What to produce – Up to and including the line with "pub type Mat3 = [[f32; 3]; 3];", return every line from the start of the entries below exactly.

Dataset records –
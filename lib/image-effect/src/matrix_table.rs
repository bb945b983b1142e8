//! Color vision deficiency simulation matrices.
//!
//! Machado, Oliveira & Fernandes (2009), "A Physiologically-based Model for
//! Simulation of Color Vision Deficiency". One row-major 3x3 matrix per
//! severity decile: decile 0 is the identity, decile 10 is full dichromacy.

use num_enum::{IntoPrimitive, TryFromPrimitive};
use std::{fmt, str::FromStr};

pub type Mat3 = [[f32; 3]; 3];

pub const DECILES: usize = 11;
pub const MAX_DECILE: usize = DECILES - 1;

#[derive(Debug, Clone, Copy, PartialEq, Eq, Hash, Default, TryFromPrimitive, IntoPrimitive)]
#[repr(i32)]
pub enum DeficiencyType {
    #[default]
    Deuteranomaly = 0,
    Protanomaly,
    Tritanomaly,
}

impl DeficiencyType {
    pub fn name(&self) -> &'static str {
        match self {
            DeficiencyType::Deuteranomaly => "Deuteranomaly",
            DeficiencyType::Protanomaly => "Protanomaly",
            DeficiencyType::Tritanomaly => "Tritanomaly",
        }
    }

    pub fn all() -> &'static [DeficiencyType] {
        &[
            DeficiencyType::Deuteranomaly,
            DeficiencyType::Protanomaly,
            DeficiencyType::Tritanomaly,
        ]
    }

    /// Out of range codes resolve to the nearest variant.
    pub fn from_code_clamped(code: i32) -> Self {
        let last = Self::all().len() as i32 - 1;
        Self::try_from(code.clamp(0, last)).unwrap_or_default()
    }

    pub fn code(&self) -> i32 {
        (*self).into()
    }
}

impl fmt::Display for DeficiencyType {
    fn fmt(&self, f: &mut fmt::Formatter<'_>) -> fmt::Result {
        f.write_str(self.name())
    }
}

impl FromStr for DeficiencyType {
    type Err = String;

    fn from_str(s: &str) -> Result<Self, Self::Err> {
        Self::all()
            .iter()
            .find(|ty| ty.name().eq_ignore_ascii_case(s.trim()))
            .copied()
            .ok_or_else(|| format!("unknown deficiency type `{s}`"))
    }
}

/// Matrix for `ty` at `decile`, with the decile clamped to `[0, 10]`.
pub fn matrix(ty: DeficiencyType, decile: usize) -> &'static Mat3 {
    let table = match ty {
        DeficiencyType::Deuteranomaly => &DEUTERANOMALY,
        DeficiencyType::Protanomaly => &PROTANOMALY,
        DeficiencyType::Tritanomaly => &TRITANOMALY,
    };

    &table[decile.min(MAX_DECILE)]
}

const IDENTITY: Mat3 = [[1.0, 0.0, 0.0], [0.0, 1.0, 0.0], [0.0, 0.0, 1.0]];

static PROTANOMALY: [Mat3; DECILES] = [
    IDENTITY,
    [
        [0.856167, 0.182038, -0.038205],
        [0.029342, 0.955115, 0.015544],
        [-0.002880, -0.001563, 1.004443],
    ],
    [
        [0.734766, 0.334872, -0.069637],
        [0.051840, 0.919198, 0.028963],
        [-0.004928, -0.004209, 1.009137],
    ],
    [
        [0.630323, 0.465641, -0.095964],
        [0.069181, 0.890046, 0.040773],
        [-0.006308, -0.007724, 1.014032],
    ],
    [
        [0.539009, 0.579343, -0.118352],
        [0.082546, 0.866121, 0.051332],
        [-0.007136, -0.011959, 1.019095],
    ],
    [
        [0.458064, 0.679578, -0.137642],
        [0.092785, 0.846313, 0.060902],
        [-0.007494, -0.016807, 1.024301],
    ],
    [
        [0.385450, 0.769005, -0.154455],
        [0.100526, 0.829802, 0.069673],
        [-0.007442, -0.022190, 1.029632],
    ],
    [
        [0.319627, 0.849633, -0.169261],
        [0.106241, 0.815969, 0.077790],
        [-0.007025, -0.028051, 1.035076],
    ],
    [
        [0.259411, 0.923008, -0.182420],
        [0.110296, 0.804340, 0.085364],
        [-0.006276, -0.034346, 1.040622],
    ],
    [
        [0.203876, 0.990338, -0.194214],
        [0.112975, 0.794542, 0.092483],
        [-0.005222, -0.041043, 1.046265],
    ],
    [
        [0.152286, 1.052583, -0.204868],
        [0.114503, 0.786281, 0.099216],
        [-0.003882, -0.048116, 1.051998],
    ],
];

static DEUTERANOMALY: [Mat3; DECILES] = [
    IDENTITY,
    [
        [0.866435, 0.177704, -0.044139],
        [0.049567, 0.939063, 0.011370],
        [-0.003453, 0.007233, 0.996220],
    ],
    [
        [0.760729, 0.319078, -0.079807],
        [0.090568, 0.889315, 0.020117],
        [-0.006027, 0.013325, 0.992702],
    ],
    [
        [0.675425, 0.433850, -0.109275],
        [0.125303, 0.847755, 0.026942],
        [-0.007950, 0.018572, 0.989378],
    ],
    [
        [0.605511, 0.528560, -0.134071],
        [0.155318, 0.812366, 0.032316],
        [-0.009376, 0.023176, 0.986200],
    ],
    [
        [0.547494, 0.607765, -0.155259],
        [0.181692, 0.781742, 0.036566],
        [-0.010410, 0.027275, 0.983136],
    ],
    [
        [0.498864, 0.674741, -0.173604],
        [0.205199, 0.754872, 0.039929],
        [-0.011131, 0.030969, 0.980162],
    ],
    [
        [0.457771, 0.731899, -0.189670],
        [0.226409, 0.731012, 0.042579],
        [-0.011595, 0.034333, 0.977261],
    ],
    [
        [0.422823, 0.781057, -0.203881],
        [0.245752, 0.709602, 0.044646],
        [-0.011843, 0.037423, 0.974421],
    ],
    [
        [0.392952, 0.823610, -0.216562],
        [0.263559, 0.690210, 0.046232],
        [-0.011910, 0.040281, 0.971630],
    ],
    [
        [0.367322, 0.860646, -0.227968],
        [0.280085, 0.672501, 0.047413],
        [-0.011820, 0.042940, 0.968881],
    ],
];

static TRITANOMALY: [Mat3; DECILES] = [
    IDENTITY,
    [
        [0.926670, 0.092514, -0.019184],
        [0.021191, 0.964503, 0.014306],
        [0.008437, 0.054813, 0.936750],
    ],
    [
        [0.895720, 0.133330, -0.029050],
        [0.029997, 0.945400, 0.024603],
        [0.013027, 0.104707, 0.882266],
    ],
    [
        [0.905871, 0.127791, -0.033662],
        [0.026856, 0.941251, 0.031893],
        [0.013410, 0.148296, 0.838294],
    ],
    [
        [0.948035, 0.089490, -0.037526],
        [0.014364, 0.946792, 0.038844],
        [0.010853, 0.193991, 0.795156],
    ],
    [
        [1.017277, 0.027029, -0.044306],
        [-0.006113, 0.958479, 0.047634],
        [0.006379, 0.248708, 0.744913],
    ],
    [
        [1.104996, -0.046633, -0.058363],
        [-0.032137, 0.971635, 0.060503],
        [0.001336, 0.317922, 0.680742],
    ],
    [
        [1.193214, -0.109812, -0.083402],
        [-0.058496, 0.979410, 0.079086],
        [-0.002346, 0.403492, 0.598854],
    ],
    [
        [1.257728, -0.139648, -0.118081],
        [-0.078003, 0.975409, 0.102594],
        [-0.003316, 0.501214, 0.502102],
    ],
    [
        [1.278864, -0.125333, -0.153531],
        [-0.084748, 0.957674, 0.127074],
        [-0.000989, 0.601151, 0.399838],
    ],
    [
        [1.255528, -0.076749, -0.178779],
        [-0.078411, 0.930809, 0.147602],
        [0.004733, 0.691367, 0.303900],
    ],
];

#[cfg(test)]
mod tests {
    use super::*;

    #[test]
    fn test_decile_zero_is_identity() {
        for ty in DeficiencyType::all() {
            assert_eq!(*matrix(*ty, 0), IDENTITY);
        }
    }

    #[test]
    fn test_decile_is_clamped() {
        for ty in DeficiencyType::all() {
            assert_eq!(matrix(*ty, 42), matrix(*ty, MAX_DECILE));
        }
    }

    #[test]
    fn test_rows_preserve_white() {
        // Every simulation matrix maps white to (approximately) white.
        for ty in DeficiencyType::all() {
            for decile in 0..DECILES {
                for row in matrix(*ty, decile) {
                    let sum: f32 = row.iter().sum();
                    assert!((sum - 1.0).abs() < 1e-3, "{ty} decile {decile}: {sum}");
                }
            }
        }
    }

    #[test]
    fn test_deficiency_type_codes() {
        assert_eq!(DeficiencyType::Deuteranomaly.code(), 0);
        assert_eq!(DeficiencyType::Tritanomaly.code(), 2);
        assert_eq!(DeficiencyType::try_from(1).ok(), Some(DeficiencyType::Protanomaly));
        assert!(DeficiencyType::try_from(3).is_err());
        assert_eq!(DeficiencyType::from_code_clamped(-4), DeficiencyType::Deuteranomaly);
        assert_eq!(DeficiencyType::from_code_clamped(9), DeficiencyType::Tritanomaly);
    }

    #[test]
    fn test_deficiency_type_parse() {
        assert_eq!("protanomaly".parse(), Ok(DeficiencyType::Protanomaly));
        assert_eq!(" Tritanomaly ".parse(), Ok(DeficiencyType::Tritanomaly));
        assert!("achromatopsia".parse::<DeficiencyType>().is_err());
        assert_eq!(DeficiencyType::Deuteranomaly.to_string(), "Deuteranomaly");
    }
}
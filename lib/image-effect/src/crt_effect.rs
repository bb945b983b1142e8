//! CRT monitor look: barrel warp of the sampling coordinates, a black bezel
//! outside the warped picture, an edge vignette and scanline color fringing.

use crate::{
    Effect, ImageEffectError, ImageEffectResult, clamp_param,
    color::Rgba,
    math::{Vec2, saturate, smoothstep2},
    sampler::Sampler,
    uniform::{UniformDecl, UniformKind, UniformValue},
};
use derivative::Derivative;
use derive_setters::Setters;

pub const SIZE_UNIFORM: &str = "size";
pub const PIXEL_DENSITY_UNIFORM: &str = "pixelDensity";
pub const CURVATURE_UNIFORM: &str = "curvature";
pub const VIGNETTE_WIDTH_UNIFORM: &str = "vignetteWidth";

static UNIFORMS: &[UniformDecl] = &[
    UniformDecl::new(SIZE_UNIFORM, UniformKind::Float2),
    UniformDecl::new(PIXEL_DENSITY_UNIFORM, UniformKind::Float),
    UniformDecl::new(CURVATURE_UNIFORM, UniformKind::Float),
    UniformDecl::new(VIGNETTE_WIDTH_UNIFORM, UniformKind::Float),
];

pub const CURVATURE_RANGE: (f32, f32) = (1.0, 10.0);
pub const VIGNETTE_WIDTH_RANGE: (f32, f32) = (1.0, 100.0);
pub const MIN_PIXEL_DENSITY: f32 = 0.01;

const GREEN_FRINGE: f32 = 0.15;
const RED_BLUE_FRINGE: f32 = 0.135;

#[derive(Debug, Clone, Copy, PartialEq, Derivative, Setters)]
#[derivative(Default)]
#[setters(prefix = "with_")]
#[non_exhaustive]
pub struct CrtParams {
    /// Higher is flatter.
    #[derivative(Default(value = "10.0"))]
    #[setters(skip)]
    curvature: f32,

    /// Vignette falloff width in pixels.
    #[derivative(Default(value = "30.0"))]
    #[setters(skip)]
    vignette_width: f32,

    /// Device scale factor, spaces the scanlines.
    #[derivative(Default(value = "1.0"))]
    #[setters(skip)]
    pixel_density: f32,

    /// Measured size of the rendered surface, zero until the first layout.
    #[derivative(Default(value = "Vec2::ZERO"))]
    #[setters(skip)]
    viewport: Vec2,

    #[derivative(Default(value = "true"))]
    pub enabled: bool,
}

impl CrtParams {
    pub fn new() -> Self {
        Self::default()
    }

    pub fn curvature(&self) -> f32 {
        self.curvature
    }

    pub fn vignette_width(&self) -> f32 {
        self.vignette_width
    }

    pub fn pixel_density(&self) -> f32 {
        self.pixel_density
    }

    pub fn viewport(&self) -> Vec2 {
        self.viewport
    }

    pub fn enabled(&self) -> bool {
        self.enabled
    }

    pub fn with_curvature(mut self, curvature: f32) -> Self {
        self.set_curvature(curvature);
        self
    }

    pub fn with_vignette_width(mut self, width: f32) -> Self {
        self.set_vignette_width(width);
        self
    }

    pub fn with_pixel_density(mut self, density: f32) -> Self {
        self.set_pixel_density(density);
        self
    }

    pub fn with_viewport(mut self, width: f32, height: f32) -> Self {
        self.set_viewport(width, height);
        self
    }

    pub fn set_curvature(&mut self, curvature: f32) {
        let (min, max) = CURVATURE_RANGE;
        self.curvature = clamp_param(CURVATURE_UNIFORM, curvature, min, max);
    }

    pub fn set_vignette_width(&mut self, width: f32) {
        let (min, max) = VIGNETTE_WIDTH_RANGE;
        self.vignette_width = clamp_param(VIGNETTE_WIDTH_UNIFORM, width, min, max);
    }

    pub fn set_pixel_density(&mut self, density: f32) {
        self.pixel_density = clamp_param(PIXEL_DENSITY_UNIFORM, density, MIN_PIXEL_DENSITY, f32::MAX);
    }

    pub fn set_viewport(&mut self, width: f32, height: f32) {
        self.viewport = Vec2::new(
            clamp_param("viewport width", width, 0.0, f32::MAX),
            clamp_param("viewport height", height, 0.0, f32::MAX),
        );
    }

    pub fn set_enabled(&mut self, enabled: bool) {
        self.enabled = enabled;
    }

    pub fn has_viewport(&self) -> bool {
        self.viewport.x > 0.0 && self.viewport.y > 0.0
    }
}

/// How far the barrel warp pushes `uv` (in `[-1, 1]` space).
pub fn warp_displacement(uv: Vec2, curvature: f32) -> Vec2 {
    let offset = uv.yx() / curvature;
    uv * offset * offset
}

pub fn warp(uv: Vec2, curvature: f32) -> Vec2 {
    uv + warp_displacement(uv, curvature)
}

/// The picture is the open unit square, its edges already belong to the bezel.
pub fn inside_bezel(uv: Vec2) -> bool {
    0.0 < uv.x && uv.x < 1.0 && 0.0 < uv.y && uv.y < 1.0
}

/// Per axis vignette factor for `uv` in `[-1, 1]` space.
pub fn vignette(uv: Vec2, vignette_width: f32, viewport: Vec2) -> Vec2 {
    let edge = Vec2::splat(vignette_width) / viewport;
    smoothstep2(Vec2::ZERO, edge, Vec2::splat(1.0) - uv.abs()).map(saturate)
}

/// Green and red/blue gains of the scanline pattern at surface row `y`.
pub fn scanline_gain(y: f32, pixel_density: f32) -> (f32, f32) {
    let phase = y * 2.0 / pixel_density;
    let green = (phase.sin() + 1.0) * GREEN_FRINGE + 1.0;
    let red_blue = (phase.cos() + 1.0) * RED_BLUE_FRINGE + 1.0;
    (green, red_blue)
}

/// Output color at surface coordinate `coord`.
pub fn crt_apply(source: &dyn Sampler, coord: Vec2, params: &CrtParams) -> Rgba {
    if !params.enabled || !params.has_viewport() {
        return source.sample(coord);
    }

    let size = params.viewport;
    let composable_uv = coord / size;
    let uv = warp(composable_uv * 2.0 - Vec2::splat(1.0), params.curvature);
    let uv = uv * 0.5 + Vec2::splat(0.5);

    let mut color = if inside_bezel(uv) {
        source.sample(uv * size)
    } else {
        Rgba::TRANSPARENT
    };

    let vignette = vignette(uv * 2.0 - Vec2::splat(1.0), params.vignette_width, size);

    let (green, red_blue) = scanline_gain(composable_uv.y * size.y, params.pixel_density);
    color.g *= green;
    color.r *= red_blue;
    color.b *= red_blue;

    color.saturate().scale(vignette.x * vignette.y)
}

#[derive(Debug, Clone, Default)]
pub struct CrtEffect {
    params: CrtParams,
}

impl CrtEffect {
    pub fn new(params: CrtParams) -> Self {
        Self { params }
    }

    pub fn params(&self) -> &CrtParams {
        &self.params
    }

    pub fn set_enabled(&mut self, enabled: bool) {
        self.params.set_enabled(enabled);
    }
}

impl Effect for CrtEffect {
    fn name(&self) -> &'static str {
        "CRT"
    }

    fn uniforms(&self) -> &'static [UniformDecl] {
        UNIFORMS
    }

    fn set_uniform(&mut self, name: &str, value: UniformValue) -> ImageEffectResult<()> {
        match (name, value) {
            (SIZE_UNIFORM, UniformValue::Float2([width, height])) => {
                self.params.set_viewport(width, height)
            }
            (PIXEL_DENSITY_UNIFORM, UniformValue::Float(v)) => self.params.set_pixel_density(v),
            (CURVATURE_UNIFORM, UniformValue::Float(v)) => self.params.set_curvature(v),
            (VIGNETTE_WIDTH_UNIFORM, UniformValue::Float(v)) => self.params.set_vignette_width(v),
            _ if UNIFORMS.iter().any(|decl| decl.name == name) => {
                return Err(ImageEffectError::InvalidParameter(format!(
                    "{name} does not accept {value:?}"
                )));
            }
            _ => return Err(ImageEffectError::UnknownUniform(name.to_string())),
        }

        Ok(())
    }

    fn eval(&self, source: &dyn Sampler, coord: Vec2) -> Rgba {
        crt_apply(source, coord, &self.params)
    }

    fn is_ready(&self) -> bool {
        self.params.has_viewport()
    }

    fn is_bypassed(&self) -> bool {
        !self.params.enabled
    }
}

#[cfg(test)]
mod tests {
    use super::*;
    use crate::sampler::SolidSampler;

    fn params_300() -> CrtParams {
        CrtParams::new()
            .with_curvature(10.0)
            .with_vignette_width(30.0)
            .with_viewport(300.0, 300.0)
    }

    #[test]
    fn test_params_clamp() {
        let params = CrtParams::new()
            .with_curvature(0.2)
            .with_vignette_width(250.0)
            .with_pixel_density(-1.0);
        assert_eq!(params.curvature(), 1.0);
        assert_eq!(params.vignette_width(), 100.0);
        assert_eq!(params.pixel_density(), MIN_PIXEL_DENSITY);
        assert!(params.enabled());
        assert!(!params.has_viewport());
    }

    #[test]
    fn test_bezel_is_open() {
        assert!(inside_bezel(Vec2::new(0.5, 0.5)));
        assert!(!inside_bezel(Vec2::new(0.0, 0.5)));
        assert!(!inside_bezel(Vec2::new(1.0, 0.5)));
        assert!(!inside_bezel(Vec2::new(0.5, 0.0)));
        assert!(!inside_bezel(Vec2::new(0.5, 1.0)));
    }

    #[test]
    fn test_center_is_not_warped() {
        assert_eq!(warp(Vec2::ZERO, 1.0), Vec2::ZERO);
        assert_eq!(warp_displacement(Vec2::ZERO, 10.0), Vec2::ZERO);
    }

    #[test]
    fn test_warp_is_barrel() {
        let uv = Vec2::new(0.8, 0.6);
        let warped = warp(uv, 2.0);
        assert!(warped.x > uv.x && warped.y > uv.y);

        let uv = Vec2::new(-0.8, -0.6);
        let warped = warp(uv, 2.0);
        assert!(warped.x < uv.x && warped.y < uv.y);
    }

    #[test]
    fn test_vignette_center_and_edges() {
        let viewport = Vec2::new(300.0, 300.0);
        for width in [1.0, 30.0, 100.0] {
            assert_eq!(vignette(Vec2::ZERO, width, viewport), Vec2::splat(1.0));
            assert_eq!(vignette(Vec2::new(1.0, 0.0), width, viewport).x, 0.0);
            assert_eq!(vignette(Vec2::new(0.0, -1.5), width, viewport).y, 0.0);
        }
    }

    #[test]
    fn test_scanline_gain_bounds() {
        for y in 0..200 {
            let (green, red_blue) = scanline_gain(y as f32 + 0.5, 2.625);
            assert!((1.0..=1.3 + 1e-6).contains(&green));
            assert!((1.0..=1.27 + 1e-6).contains(&red_blue));
        }
        let (green, red_blue) = scanline_gain(0.0, 1.0);
        assert!((green - 1.15).abs() < 1e-6);
        assert!((red_blue - 1.27).abs() < 1e-6);
    }

    #[test]
    fn test_corner_is_bezel() {
        let source = SolidSampler {
            color: Rgba::opaque(1.0, 1.0, 1.0),
            size: (300, 300),
        };
        let params = params_300().with_curvature(1.0);
        assert_eq!(crt_apply(&source, Vec2::new(0.5, 0.5), &params), Rgba::TRANSPARENT);
    }

    #[test]
    fn test_disabled_is_passthrough() {
        let color = Rgba::new(0.3, 0.2, 0.1, 0.5);
        let source = SolidSampler {
            color,
            size: (300, 300),
        };
        let params = params_300().with_enabled(false);
        assert_eq!(crt_apply(&source, Vec2::new(150.0, 10.0), &params), color);

        let effect = CrtEffect::new(params);
        assert!(effect.is_bypassed());
    }

    #[test]
    fn test_unmeasured_viewport_is_not_ready() {
        let mut effect = CrtEffect::default();
        assert!(!effect.is_ready());

        effect
            .set_uniform(SIZE_UNIFORM, UniformValue::Float2([320.0, 200.0]))
            .unwrap();
        assert!(effect.is_ready());
        assert_eq!(effect.params().viewport(), Vec2::new(320.0, 200.0));
    }
}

Task output –
filename lib/image-effect/src/matrix_table.rs
repository bb945b983b1142e8
//! Color vision deficiency simulation matrices.
//!
//! Machado, Oliveira & Fernandes (2009), "A Physiologically-based Model for
//! Simulation of Color Vision Deficiency". One row-major 3x3 matrix per
//! severity decile: decile 0 is the identity, decile 10 is full dichromacy.

use num_enum::{IntoPrimitive, TryFromPrimitive};
use std::{fmt, str::FromStr};

pub type Mat3 = [[f32; 3]; 3];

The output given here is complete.